> _Task brief_: Scan the entries for the word "AppConfig" and return every line that has it.

[Data entries]
^^^^
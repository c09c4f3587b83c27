use crate::config::AppConfig;
use std::env;
use std::fs::OpenOptions;
use std::io;
use std::path::PathBuf;
use std::sync::OnceLock;
use tracing_subscriber::fmt::time::UtcTime;

static TRACING_INIT: OnceLock<()> = OnceLock::new();

pub fn trace_log_path() -> PathBuf {
    env::var("ECHOMON_TRACE_LOG")
        .map(PathBuf::from)
        .unwrap_or_else(|_| env::temp_dir().join("echomon_trace.jsonl"))
}

/// Install the global subscriber once: human-readable stderr by default,
/// JSON-lines to a file when `--log-json` is set.
pub fn init_tracing(config: &AppConfig) {
    let json = config.log_json;
    let _ = TRACING_INIT.get_or_init(|| {
        if json {
            let path = trace_log_path();
            let file = match OpenOptions::new().create(true).append(true).open(&path) {
                Ok(file) => file,
                Err(_) => return,
            };
            let subscriber = tracing_subscriber::fmt()
                .json()
                .with_timer(UtcTime::rfc_3339())
                .with_writer(file)
                .with_current_span(false)
                .with_span_list(false)
                .finish();
            let _ = tracing::subscriber::set_global_default(subscriber);
        } else {
            let subscriber = tracing_subscriber::fmt()
                .with_timer(UtcTime::rfc_3339())
                .with_writer(io::stderr)
                .finish();
            let _ = tracing::subscriber::set_global_default(subscriber);
        }
    });
}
^^^^
> _Output for this exercise_:
use crate::config::AppConfig;
pub fn init_tracing(config: &AppConfig) {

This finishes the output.